BEGIN Records for processing

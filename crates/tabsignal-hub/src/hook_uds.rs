use crate::coordinator::Coordinator;
use std::{
    io,
    path::PathBuf,
    sync::{
        atomic::{AtomicU64, AtomicUsize, Ordering},
        Arc,
    },
    time::{Duration, Instant},
};
#[cfg(unix)]
use std::{fs, os::unix::fs::PermissionsExt};
use tabsignal_core::hook_ipc::{
    decode_frame, encode_frame, AckPayload, ErrorPayload, HookEnvelope, HookMsg,
    CURRENT_PROTOCOL_VERSION, DEFAULT_MAX_FRAME_BYTES,
};
#[cfg(unix)]
use tokio::net::{
    unix::{OwnedReadHalf, OwnedWriteHalf},
    UnixListener, UnixStream,
};
use tokio::{
    io::{AsyncBufReadExt, AsyncWriteExt, BufReader},
    sync::watch,
};
use tracing::{debug, info, warn};

pub const HUB_SENDER_ID: &str = "tabsignal-hub";

const IDLE_CHECK_INTERVAL: Duration = Duration::from_millis(500);

#[derive(Clone, Debug)]
pub struct HookUdsConfig {
    pub socket_path: PathBuf,
    pub write_timeout: Duration,
    /// Exit once nothing was tracked and nobody connected for this long.
    pub idle_exit: Option<Duration>,
}

#[cfg(not(unix))]
pub async fn run(
    _config: HookUdsConfig,
    _coordinator: Arc<Coordinator>,
    mut shutdown: watch::Receiver<bool>,
) -> io::Result<()> {
    let _ = shutdown.changed().await;
    Ok(())
}

#[cfg(unix)]
pub async fn run(
    config: HookUdsConfig,
    coordinator: Arc<Coordinator>,
    mut shutdown: watch::Receiver<bool>,
) -> io::Result<()> {
    if let Some(parent) = config.socket_path.parent() {
        fs::create_dir_all(parent)?;
        let _ = fs::set_permissions(parent, fs::Permissions::from_mode(0o700));
    }

    if config.socket_path.exists() {
        let _ = fs::remove_file(&config.socket_path);
    }

    let listener = UnixListener::bind(&config.socket_path)?;
    let _ = fs::set_permissions(&config.socket_path, fs::Permissions::from_mode(0o600));

    let server = Arc::new(HookUdsServer::new(config.clone(), coordinator));
    let mut idle_tick = tokio::time::interval(IDLE_CHECK_INTERVAL.min(
        config.idle_exit.unwrap_or(IDLE_CHECK_INTERVAL),
    ));

    info!(
        event = "hook_uds_start",
        socket = %config.socket_path.display(),
        idle_exit_secs = config.idle_exit.map(|value| value.as_secs())
    );

    loop {
        tokio::select! {
            changed = shutdown.changed() => {
                if changed.is_ok() && *shutdown.borrow() {
                    break;
                }
            }
            accept = listener.accept() => {
                match accept {
                    Ok((stream, _addr)) => {
                        let server = server.clone();
                        tokio::spawn(async move {
                            server.handle_connection(stream).await;
                        });
                    }
                    Err(err) => {
                        warn!(event = "hook_uds_accept_error", error = %err);
                    }
                }
            }
            _ = idle_tick.tick(), if config.idle_exit.is_some() => {
                if server.idle_expired().await {
                    info!(event = "hook_uds_idle_exit");
                    break;
                }
            }
        }
    }

    let _ = fs::remove_file(&config.socket_path);
    info!(event = "hook_uds_stop", socket = %config.socket_path.display());
    Ok(())
}

#[cfg(unix)]
struct HookUdsServer {
    config: HookUdsConfig,
    coordinator: Arc<Coordinator>,
    conn_counter: AtomicU64,
    active_conns: AtomicUsize,
    started: Instant,
    last_activity_ms: AtomicU64,
}

#[cfg(unix)]
impl HookUdsServer {
    fn new(config: HookUdsConfig, coordinator: Arc<Coordinator>) -> Self {
        Self {
            config,
            coordinator,
            conn_counter: AtomicU64::new(0),
            active_conns: AtomicUsize::new(0),
            started: Instant::now(),
            last_activity_ms: AtomicU64::new(0),
        }
    }

    fn next_conn_id(&self) -> String {
        let id = self.conn_counter.fetch_add(1, Ordering::SeqCst) + 1;
        format!("hook-conn-{id}")
    }

    fn touch(&self) {
        let elapsed = self.started.elapsed().as_millis() as u64;
        self.last_activity_ms.store(elapsed, Ordering::SeqCst);
    }

    fn quiet_for(&self) -> Duration {
        let now = self.started.elapsed().as_millis() as u64;
        let last = self.last_activity_ms.load(Ordering::SeqCst);
        Duration::from_millis(now.saturating_sub(last))
    }

    async fn idle_expired(&self) -> bool {
        let Some(idle_exit) = self.config.idle_exit else {
            return false;
        };
        self.active_conns.load(Ordering::SeqCst) == 0
            && self.quiet_for() >= idle_exit
            && self.coordinator.is_idle().await
    }

    async fn handle_connection(self: Arc<Self>, stream: UnixStream) {
        let conn_id = self.next_conn_id();
        self.active_conns.fetch_add(1, Ordering::SeqCst);
        self.touch();

        let (reader_half, mut writer) = stream.into_split();
        let mut reader = BufReader::new(reader_half);

        while let Some(envelope) = read_next_valid_frame(&mut reader).await {
            self.touch();
            let Some(reply) = self.dispatch(&conn_id, envelope).await else {
                continue;
            };
            if !send_frame(&mut writer, &reply, self.config.write_timeout, &conn_id).await {
                break;
            }
        }

        self.active_conns.fetch_sub(1, Ordering::SeqCst);
        self.touch();
        debug!(event = "hook_uds_disconnect", conn_id = %conn_id);
    }

    /// Routes one request. Signals and clears are acknowledged before the
    /// coordinator runs them so the hook never waits on the terminal.
    async fn dispatch(&self, conn_id: &str, envelope: HookEnvelope) -> Option<HookEnvelope> {
        let request_id = envelope.request_id.clone();
        let reply = |msg| Some(HookEnvelope::new(HUB_SENDER_ID, request_id.clone(), msg));

        if envelope.version.0 > CURRENT_PROTOCOL_VERSION {
            warn!(
                event = "hook_uds_unsupported_version",
                conn_id = %conn_id,
                version = envelope.version.0
            );
            return reply(HookMsg::Error(ErrorPayload {
                code: "unsupported_version".to_string(),
                message: format!(
                    "protocol version {} is newer than {}",
                    envelope.version.0, CURRENT_PROTOCOL_VERSION
                ),
            }));
        }

        match envelope.msg {
            HookMsg::Signal(payload) => {
                debug!(
                    event = "hook_uds_signal",
                    conn_id = %conn_id,
                    sender = %envelope.sender_id,
                    instance = %payload.instance_id,
                    window_id = payload.window_id,
                    hook = %payload.event
                );
                let coordinator = self.coordinator.clone();
                tokio::spawn(async move {
                    coordinator
                        .handle_signal(&payload.instance_id, payload.window_id, payload.event)
                        .await;
                });
                reply(HookMsg::Ack(AckPayload {
                    accepted: true,
                    message: None,
                }))
            }
            HookMsg::Clear(payload) => {
                let coordinator = self.coordinator.clone();
                tokio::spawn(async move {
                    coordinator
                        .clear_window(&payload.instance_id, payload.window_id)
                        .await;
                });
                reply(HookMsg::Ack(AckPayload {
                    accepted: true,
                    message: None,
                }))
            }
            HookMsg::Status(request) => {
                let report = self.coordinator.status(request.instance_id.as_deref()).await;
                reply(HookMsg::StatusReport(report))
            }
            other => {
                warn!(
                    event = "hook_uds_unexpected_message",
                    conn_id = %conn_id,
                    kind = other.kind()
                );
                reply(HookMsg::Error(ErrorPayload {
                    code: "unexpected_message".to_string(),
                    message: format!("hub does not accept '{}' frames", other.kind()),
                }))
            }
        }
    }
}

END Records for processing

• What is needed
Every line in the records that holds the word "dispatch" should be copied into the answer.

• The completed task
            let Some(reply) = self.dispatch(&conn_id, envelope).await else {
    async fn dispatch(&self, conn_id: &str, envelope: HookEnvelope) -> Option<HookEnvelope> {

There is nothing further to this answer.